§ **Task goal**:
The answer is the line that contains "filter.enable(enabled.as_slice());" followed by every later line of the entries below, each repeated exactly, and nothing else.

§ **Task data**:
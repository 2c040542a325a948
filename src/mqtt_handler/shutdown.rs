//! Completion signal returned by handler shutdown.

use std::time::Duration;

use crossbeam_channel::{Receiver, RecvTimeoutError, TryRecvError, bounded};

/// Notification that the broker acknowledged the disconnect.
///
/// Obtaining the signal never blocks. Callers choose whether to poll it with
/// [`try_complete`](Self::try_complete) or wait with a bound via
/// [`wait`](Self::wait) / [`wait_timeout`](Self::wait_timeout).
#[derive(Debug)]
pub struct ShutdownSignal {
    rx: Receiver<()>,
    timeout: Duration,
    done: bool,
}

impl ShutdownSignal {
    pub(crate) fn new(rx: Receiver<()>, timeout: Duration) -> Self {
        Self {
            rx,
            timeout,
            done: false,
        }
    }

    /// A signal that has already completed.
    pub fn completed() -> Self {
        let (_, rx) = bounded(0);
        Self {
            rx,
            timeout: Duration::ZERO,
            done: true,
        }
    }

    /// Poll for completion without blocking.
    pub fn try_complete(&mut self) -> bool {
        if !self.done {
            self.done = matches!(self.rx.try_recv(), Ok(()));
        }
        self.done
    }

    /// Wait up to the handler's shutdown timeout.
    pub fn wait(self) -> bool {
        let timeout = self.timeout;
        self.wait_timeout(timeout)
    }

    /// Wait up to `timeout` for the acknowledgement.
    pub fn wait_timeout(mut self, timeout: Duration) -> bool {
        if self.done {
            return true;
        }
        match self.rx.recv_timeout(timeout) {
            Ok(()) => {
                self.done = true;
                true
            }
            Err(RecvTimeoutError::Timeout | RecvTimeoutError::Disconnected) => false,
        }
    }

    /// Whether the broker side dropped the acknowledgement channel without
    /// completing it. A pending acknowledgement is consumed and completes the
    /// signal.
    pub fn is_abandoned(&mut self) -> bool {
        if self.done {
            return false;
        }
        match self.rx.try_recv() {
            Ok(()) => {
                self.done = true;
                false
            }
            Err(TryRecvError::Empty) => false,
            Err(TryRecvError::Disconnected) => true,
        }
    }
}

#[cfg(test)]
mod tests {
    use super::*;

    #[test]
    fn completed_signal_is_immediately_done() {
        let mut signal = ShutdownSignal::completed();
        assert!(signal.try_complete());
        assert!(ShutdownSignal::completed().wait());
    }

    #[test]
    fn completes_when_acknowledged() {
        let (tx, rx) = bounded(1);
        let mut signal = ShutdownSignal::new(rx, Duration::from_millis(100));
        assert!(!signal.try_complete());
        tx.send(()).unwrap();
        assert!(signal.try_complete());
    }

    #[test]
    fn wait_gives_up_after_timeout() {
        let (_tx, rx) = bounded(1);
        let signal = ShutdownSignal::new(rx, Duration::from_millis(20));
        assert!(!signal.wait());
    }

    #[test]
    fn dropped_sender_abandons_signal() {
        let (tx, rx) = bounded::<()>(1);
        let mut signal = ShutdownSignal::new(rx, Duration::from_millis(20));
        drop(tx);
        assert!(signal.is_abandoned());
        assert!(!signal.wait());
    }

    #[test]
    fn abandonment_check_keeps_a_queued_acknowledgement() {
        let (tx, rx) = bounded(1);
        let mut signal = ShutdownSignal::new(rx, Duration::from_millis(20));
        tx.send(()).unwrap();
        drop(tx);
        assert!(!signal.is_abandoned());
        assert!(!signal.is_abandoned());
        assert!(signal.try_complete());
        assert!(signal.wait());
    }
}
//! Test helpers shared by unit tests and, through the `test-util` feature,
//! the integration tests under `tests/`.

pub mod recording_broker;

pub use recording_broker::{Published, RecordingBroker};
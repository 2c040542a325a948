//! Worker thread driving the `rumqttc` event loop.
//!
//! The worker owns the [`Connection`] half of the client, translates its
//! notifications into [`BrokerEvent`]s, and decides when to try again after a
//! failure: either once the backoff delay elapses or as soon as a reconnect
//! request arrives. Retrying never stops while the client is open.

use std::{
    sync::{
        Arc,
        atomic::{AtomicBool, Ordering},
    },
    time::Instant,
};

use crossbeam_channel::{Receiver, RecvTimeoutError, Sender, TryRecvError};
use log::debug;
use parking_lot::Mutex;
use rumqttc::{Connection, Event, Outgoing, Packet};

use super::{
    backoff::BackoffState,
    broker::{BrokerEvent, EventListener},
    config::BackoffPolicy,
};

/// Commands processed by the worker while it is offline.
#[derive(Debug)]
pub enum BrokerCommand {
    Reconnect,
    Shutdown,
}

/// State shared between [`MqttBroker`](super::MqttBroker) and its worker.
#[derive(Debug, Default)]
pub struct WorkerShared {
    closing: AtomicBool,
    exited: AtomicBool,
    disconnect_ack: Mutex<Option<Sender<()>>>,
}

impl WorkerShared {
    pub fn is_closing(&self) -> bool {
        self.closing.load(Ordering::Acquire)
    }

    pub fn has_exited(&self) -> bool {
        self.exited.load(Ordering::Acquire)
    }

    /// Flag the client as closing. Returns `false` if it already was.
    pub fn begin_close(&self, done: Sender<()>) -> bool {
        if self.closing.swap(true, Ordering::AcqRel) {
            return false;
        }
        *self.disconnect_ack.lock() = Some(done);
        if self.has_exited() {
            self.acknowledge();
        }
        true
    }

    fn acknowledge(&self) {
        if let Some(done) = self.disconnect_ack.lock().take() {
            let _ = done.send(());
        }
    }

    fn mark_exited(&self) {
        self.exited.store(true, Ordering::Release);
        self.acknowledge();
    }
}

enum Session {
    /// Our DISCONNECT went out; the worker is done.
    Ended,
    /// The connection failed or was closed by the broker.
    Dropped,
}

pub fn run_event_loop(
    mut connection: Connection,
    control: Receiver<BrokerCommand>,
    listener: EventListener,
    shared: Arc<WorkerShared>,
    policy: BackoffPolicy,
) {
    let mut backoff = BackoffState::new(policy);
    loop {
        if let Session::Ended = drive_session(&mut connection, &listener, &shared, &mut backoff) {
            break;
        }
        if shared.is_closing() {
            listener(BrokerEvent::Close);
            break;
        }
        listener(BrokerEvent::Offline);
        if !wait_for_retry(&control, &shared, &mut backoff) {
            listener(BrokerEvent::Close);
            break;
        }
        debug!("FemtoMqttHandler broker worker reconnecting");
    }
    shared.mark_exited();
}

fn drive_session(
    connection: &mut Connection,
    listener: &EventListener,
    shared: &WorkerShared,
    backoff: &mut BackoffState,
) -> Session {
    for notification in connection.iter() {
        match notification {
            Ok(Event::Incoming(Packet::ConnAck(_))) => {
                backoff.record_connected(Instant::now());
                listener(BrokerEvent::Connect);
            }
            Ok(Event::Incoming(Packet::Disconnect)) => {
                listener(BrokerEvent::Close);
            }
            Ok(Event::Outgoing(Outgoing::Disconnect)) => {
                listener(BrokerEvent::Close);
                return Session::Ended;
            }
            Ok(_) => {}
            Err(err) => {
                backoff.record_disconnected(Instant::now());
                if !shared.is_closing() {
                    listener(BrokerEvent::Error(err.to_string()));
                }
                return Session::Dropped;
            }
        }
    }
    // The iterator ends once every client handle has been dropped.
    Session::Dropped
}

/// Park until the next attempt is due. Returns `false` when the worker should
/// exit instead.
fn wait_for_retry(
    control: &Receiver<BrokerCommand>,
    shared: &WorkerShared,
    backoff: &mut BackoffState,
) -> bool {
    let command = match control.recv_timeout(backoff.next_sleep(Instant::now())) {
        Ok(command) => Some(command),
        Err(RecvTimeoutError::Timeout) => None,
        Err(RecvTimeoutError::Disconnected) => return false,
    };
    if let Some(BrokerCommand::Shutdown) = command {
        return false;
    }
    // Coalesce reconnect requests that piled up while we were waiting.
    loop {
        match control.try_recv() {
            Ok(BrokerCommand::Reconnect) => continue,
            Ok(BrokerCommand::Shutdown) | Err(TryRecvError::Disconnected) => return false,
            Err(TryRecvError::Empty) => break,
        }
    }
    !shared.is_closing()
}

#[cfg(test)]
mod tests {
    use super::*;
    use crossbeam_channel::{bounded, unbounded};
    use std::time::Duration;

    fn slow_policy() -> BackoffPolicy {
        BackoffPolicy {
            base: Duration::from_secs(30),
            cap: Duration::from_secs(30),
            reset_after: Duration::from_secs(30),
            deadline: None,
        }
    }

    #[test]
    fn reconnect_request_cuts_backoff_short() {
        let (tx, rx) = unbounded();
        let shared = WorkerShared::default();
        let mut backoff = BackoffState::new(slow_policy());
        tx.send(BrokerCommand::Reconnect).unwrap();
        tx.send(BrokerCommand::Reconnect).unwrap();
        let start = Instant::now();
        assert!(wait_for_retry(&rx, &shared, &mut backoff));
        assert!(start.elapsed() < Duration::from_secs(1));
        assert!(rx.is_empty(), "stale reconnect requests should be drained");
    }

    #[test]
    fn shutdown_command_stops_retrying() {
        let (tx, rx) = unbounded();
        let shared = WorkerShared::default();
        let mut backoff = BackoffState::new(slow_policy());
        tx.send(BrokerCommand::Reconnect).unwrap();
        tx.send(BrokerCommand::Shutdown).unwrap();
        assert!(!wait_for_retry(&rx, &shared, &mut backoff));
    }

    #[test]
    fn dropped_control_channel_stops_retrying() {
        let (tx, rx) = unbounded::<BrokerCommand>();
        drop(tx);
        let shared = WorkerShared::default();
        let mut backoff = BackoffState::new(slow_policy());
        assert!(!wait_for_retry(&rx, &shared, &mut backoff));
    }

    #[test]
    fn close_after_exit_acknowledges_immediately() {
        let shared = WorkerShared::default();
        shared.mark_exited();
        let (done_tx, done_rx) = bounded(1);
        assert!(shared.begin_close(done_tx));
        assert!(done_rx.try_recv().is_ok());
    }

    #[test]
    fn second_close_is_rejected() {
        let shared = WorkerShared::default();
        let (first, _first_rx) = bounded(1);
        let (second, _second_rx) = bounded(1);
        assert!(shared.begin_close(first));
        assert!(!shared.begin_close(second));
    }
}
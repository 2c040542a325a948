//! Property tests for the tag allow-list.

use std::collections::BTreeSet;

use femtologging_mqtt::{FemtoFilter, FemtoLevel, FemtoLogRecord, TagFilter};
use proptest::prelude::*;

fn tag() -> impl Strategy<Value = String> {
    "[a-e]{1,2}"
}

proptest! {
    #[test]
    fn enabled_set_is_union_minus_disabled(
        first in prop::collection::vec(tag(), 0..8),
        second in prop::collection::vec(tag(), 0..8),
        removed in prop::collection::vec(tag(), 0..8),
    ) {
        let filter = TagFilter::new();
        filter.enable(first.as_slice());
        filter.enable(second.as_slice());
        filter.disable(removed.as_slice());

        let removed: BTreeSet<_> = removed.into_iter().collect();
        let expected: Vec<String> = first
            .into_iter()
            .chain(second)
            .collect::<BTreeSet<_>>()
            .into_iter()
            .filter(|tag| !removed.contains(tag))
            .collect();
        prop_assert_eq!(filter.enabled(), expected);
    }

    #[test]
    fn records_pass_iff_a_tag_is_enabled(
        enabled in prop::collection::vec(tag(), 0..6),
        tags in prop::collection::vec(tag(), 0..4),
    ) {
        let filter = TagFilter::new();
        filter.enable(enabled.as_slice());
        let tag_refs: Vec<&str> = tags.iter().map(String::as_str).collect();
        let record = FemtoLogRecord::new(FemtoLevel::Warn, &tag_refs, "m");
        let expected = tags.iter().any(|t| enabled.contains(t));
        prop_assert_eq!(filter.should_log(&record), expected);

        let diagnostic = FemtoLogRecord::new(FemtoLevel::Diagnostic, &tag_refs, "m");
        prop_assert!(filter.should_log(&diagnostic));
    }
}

§ **Exercise result**:
        filter.enable(enabled.as_slice());
        let tag_refs: Vec<&str> = tags.iter().map(String::as_str).collect();
        let record = FemtoLogRecord::new(FemtoLevel::Warn, &tag_refs, "m");
        let expected = tags.iter().any(|t| enabled.contains(t));
        prop_assert_eq!(filter.should_log(&record), expected);

        let diagnostic = FemtoLogRecord::new(FemtoLevel::Diagnostic, &tag_refs, "m");
        prop_assert!(filter.should_log(&diagnostic));
    }
}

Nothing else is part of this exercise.